Survey: European anti-Jewish sentiment decreases
Apr. 27, 2004
ReligionNewsBlog.com • Tuesday April 27, 2004
Negative attitudes toward Israel are on the rise in most Western European countries even as anti-Jewish sentiment decreases across the continent, according to a new survey by the Anti-Defamation League.
The survey, Attitudes Toward Jews, Israel, and the Palestinian-Israeli Conflict in Ten European Countries, was released Monday in Berlin ahead of an international conference on anti-Semitism sponsored by the Organization for Security and Cooperation in Europe (OSCE).
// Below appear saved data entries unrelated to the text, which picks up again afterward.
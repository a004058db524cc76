//! Content fingerprints
//!
//! A fingerprint identifies the exact content a document was rendered from.
//! Export caches are keyed by it, so any change to the content (or to the
//! header printed above it) produces a different key.

use std::fmt;

use serde::Serialize;
use sha2::{Digest, Sha256};

use crate::error::{CoreError, Result};
use crate::layout::DocumentHeader;
use crate::schema::{EvaluationAssetTable, LearningAsset};

/// SHA-256 of the canonical JSON form of the rendered content
#[derive(Debug, Clone, PartialEq, Eq, Hash, PartialOrd, Ord)]
pub struct ContentFingerprint(String);

#[derive(Serialize)]
struct Canonical<'a> {
    header: Option<&'a DocumentHeader>,
    asset: Option<&'a LearningAsset>,
    evaluation: Option<&'a EvaluationAssetTable>,
}

impl ContentFingerprint {
    /// Fingerprint one request's worth of content
    pub fn compute(
        header: Option<&DocumentHeader>,
        asset: Option<&LearningAsset>,
        evaluation: Option<&EvaluationAssetTable>,
    ) -> Result<Self> {
        let canonical = Canonical {
            header,
            asset,
            evaluation,
        };
        let bytes = serde_json::to_vec(&canonical).map_err(CoreError::Fingerprint)?;
        Ok(Self::of_bytes(&bytes))
    }

    /// Fingerprint raw bytes
    pub fn of_bytes(bytes: &[u8]) -> Self {
        let mut hasher = Sha256::new();
        hasher.update(bytes);
        let result = hasher.finalize();
        Self(format!(
            "sha256:{}",
            result.iter().map(|b| format!("{:02x}", b)).collect::<String>()
        ))
    }

    pub fn as_str(&self) -> &str {
        &self.0
    }
}

impl fmt::Display for ContentFingerprint {
    fn fmt(&self, f: &mut fmt::Formatter<'_>) -> fmt::Result {
        f.write_str(&self.0)
    }
}

#[cfg(test)]
mod tests {
    use super::*;

    fn table(title: &str) -> EvaluationAssetTable {
        EvaluationAssetTable {
            evaluation_asset_title: title.into(),
            evaluation_items: vec![],
        }
    }

    #[test]
    fn test_format() {
        let fp = ContentFingerprint::of_bytes(b"abc");
        assert!(fp.as_str().starts_with("sha256:"));
        assert_eq!(fp.as_str().len(), 7 + 64);
    }

    #[test]
    fn test_same_content_same_fingerprint() {
        let a = ContentFingerprint::compute(None, None, Some(&table("洗手"))).unwrap();
        let b = ContentFingerprint::compute(None, None, Some(&table("洗手"))).unwrap();
        assert_eq!(a, b);
    }

    #[test]
    fn test_content_and_header_change_fingerprint() {
        let base = ContentFingerprint::compute(None, None, Some(&table("洗手"))).unwrap();
        let other = ContentFingerprint::compute(None, None, Some(&table("刷牙"))).unwrap();
        assert_ne!(base, other);

        let header = DocumentHeader::new("生活自理", "洗手", "");
        let with_header =
            ContentFingerprint::compute(Some(&header), None, Some(&table("洗手"))).unwrap();
        assert_ne!(base, with_header);
    }

    #[test]
    fn test_serialization_failure_is_not_a_schema_error() {
        let source = serde_json::from_str::<u8>("x").unwrap_err();
        let err = CoreError::Fingerprint(source);
        assert!(!matches!(err, CoreError::SchemaValidation { .. }));
        let message = err.to_string();
        assert!(message.starts_with("cannot fingerprint content"));
        assert!(!message.contains("schema"));
    }
}
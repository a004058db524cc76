//! aacdoc-client - Upstream calls for the aacdoc pipeline
//!
//! Two collaborators sit in front of the renderer: the learning backend,
//! which supplies the student profile and the board's worksheet prompt, and
//! a chat-completions model that turns them into structured lesson content.
//! Both are fetched in pairs with `tokio::try_join!`.
//!
//! # Example
//!
//! ```no_run
//! use aacdoc_client::{BackendClient, ContentGenerator, LlmClient};
//!
//! # async fn run() -> aacdoc_client::Result<()> {
//! let backend = BackendClient::new("user-key")?;
//! let materials = backend.fetch_all("42").await?;
//!
//! let generator = ContentGenerator::new(LlmClient::new("sk-...")?);
//! let content = generator.generate(&materials).await?;
//! println!("{}", content.learning_asset.lesson_plan.title);
//! # Ok(())
//! # }
//! ```

pub mod backend;
pub mod error;
pub mod generator;
pub mod llm;
pub mod prompts;

pub use backend::{BackendClient, CaseMaterials, DEFAULT_BACKEND_URL};
pub use error::{ClientError, Result};
pub use generator::{ContentGenerator, GeneratedContent, ModelSelection};
pub use llm::{LlmClient, DEFAULT_ASSET_MODEL, DEFAULT_EVALUATION_MODEL, DEFAULT_LLM_URL};
use crate::config::Limits;
use crate::errors::{Result, ShellError};

/// One program invocation: the program name followed by its arguments.
#[derive(Debug, Clone, PartialEq, Eq)]
pub struct Stage {
    argv: Vec<String>,
}

impl Stage {
    pub fn program(&self) -> &str {
        // argv is never empty, parse rejects empty stages
        &self.argv[0]
    }

    pub fn args(&self) -> &[String] {
        &self.argv[1..]
    }

    pub fn argv(&self) -> &[String] {
        &self.argv
    }
}

/// Stages connected by pipes, in the order data flows through them.
#[derive(Debug, Clone, PartialEq, Eq)]
pub struct Pipeline {
    stages: Vec<Stage>,
}

impl Pipeline {
    /// Parse user input into pipeline stages.
    /// e.g., "ls -l | grep src | wc -l" -> three stages
    ///
    /// Splitting is purely on `|` and whitespace; tokens are passed through
    /// exactly as split.
    pub fn parse(line: &str, limits: &Limits) -> Result<Self> {
        if line.len() > limits.max_line_length {
            return Err(ShellError::LineTooLong {
                len: line.len(),
                max: limits.max_line_length,
            });
        }

        let texts: Vec<&str> = line.split('|').collect();
        if texts.len() > limits.max_stages {
            return Err(ShellError::TooManyStages {
                count: texts.len(),
                max: limits.max_stages,
            });
        }

        let mut stages = Vec::with_capacity(texts.len());
        for (i, text) in texts.iter().enumerate() {
            let argv: Vec<String> = text.split_whitespace().map(str::to_string).collect();
            if argv.is_empty() {
                return Err(ShellError::EmptyStage { index: i + 1 });
            }
            if argv.len() > limits.max_args {
                return Err(ShellError::TooManyArguments {
                    program: argv[0].clone(),
                    count: argv.len(),
                    max: limits.max_args,
                });
            }
            if let Some(bad) = argv.iter().find(|token| token.contains('\0')) {
                return Err(ShellError::InvalidArgument(bad.clone()));
            }
            stages.push(Stage { argv });
        }

        Ok(Self { stages })
    }

    pub fn stages(&self) -> &[Stage] {
        &self.stages
    }

    pub fn len(&self) -> usize {
        self.stages.len()
    }

    pub fn is_empty(&self) -> bool {
        self.stages.is_empty()
    }
}

#[derive(Debug, Clone, PartialEq, Eq)]
pub enum Command {
    History,
    Exit,
    Pipeline(Pipeline),
}

impl Command {
    /// Classify one input line. Blank lines yield `None`.
    pub fn parse(line: &str, limits: &Limits) -> Result<Option<Self>> {
        let input = line.trim();
        if input.is_empty() {
            return Ok(None);
        }

        match input {
            "history" => Ok(Some(Command::History)),
            "exit" => Ok(Some(Command::Exit)),
            _ => Pipeline::parse(input, limits).map(|p| Some(Command::Pipeline(p))),
        }
    }
}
It found that since 2002, anti-Semitism has decreased in Austria, Belgium, Denmark, France, Germany, Italy, Spain and Switzerland while anti-Israel sentiment has increased almost across the board.
The greatest drop in anti-Semitism was recorded in France, where antipathy toward Jews decreased to 25% from 35% in 2002, and Spain, which saw a similar drop, to 24% today from 34% in 2002. Just two nations recorded increases in anti-Semitism: anti-Jewish sentiment in the United Kingdom shot up to 24% compared to 18% in 2002; the Netherlands experienced a slight rise to 9% vs. 7% two years ago.
ADL national chairman Abraham Foxman attributed the drop in Semitism to the efforts of EU officials and the nations populaces to confront the issue after initially hesitating to respond to a series of violent, anti-Semitic attacks across Europe in 2002. French President Jacques Chirac, for example, “finally stopped denying that anti-Semitism existed in France, declared it unacceptable and created educational and legislative initiatives to combat it,” Foxman noted. The OSCE held its first conference on anti-Semitism in June 2003 in Vienna, and in March 2004, after months of delays, the EU’s Monitoring Center on Racism and Xenophobia released a report on anti-Semitism in Europe.
“Actions bring results and these findings demonstrate that when denial is out and action is in, not just the number of acts of anti-Semitism decrease, but also many negative attitudes about Jews,” Foxman stated. He noted, however, that large numbers of Europeans still ascribe to negative stereotypes about Jews, including the belief that Jews are more loyal to Israel than to their country of citizenship.
Meanwhile, Israel s favorability rating decreased in nine of the ten nations surveyed, with the most pronounced decreases found in the Netherlands, (25% today compared to 34% in 2002); Belgium (23% vs. 31%) and Germany (21% vs. 29%). Just one nation, Austria, reported an increase in pro-Israel sentiment, to 23% today from 21% two years ago. In other findings, just 31% of respondents described Israel as an open and democratic society and 26% held Israel responsible for the current violence in the region, compared to 14% who said that the Palestinians are responsible for the violence.
“These findings reflect a bias against Israel in Europe among government and media,” Foxman said. He called for “responsible and balanced European positions that engender trust on both sides of the conflict” in light of the EU s role as a member of the quartet.
The survey of 5,000 Europeans was conducted by First International Resources and Taylor Nelson Sofres between March 16 and April 8, 2004. The margin of error is plus or minus 4.4%.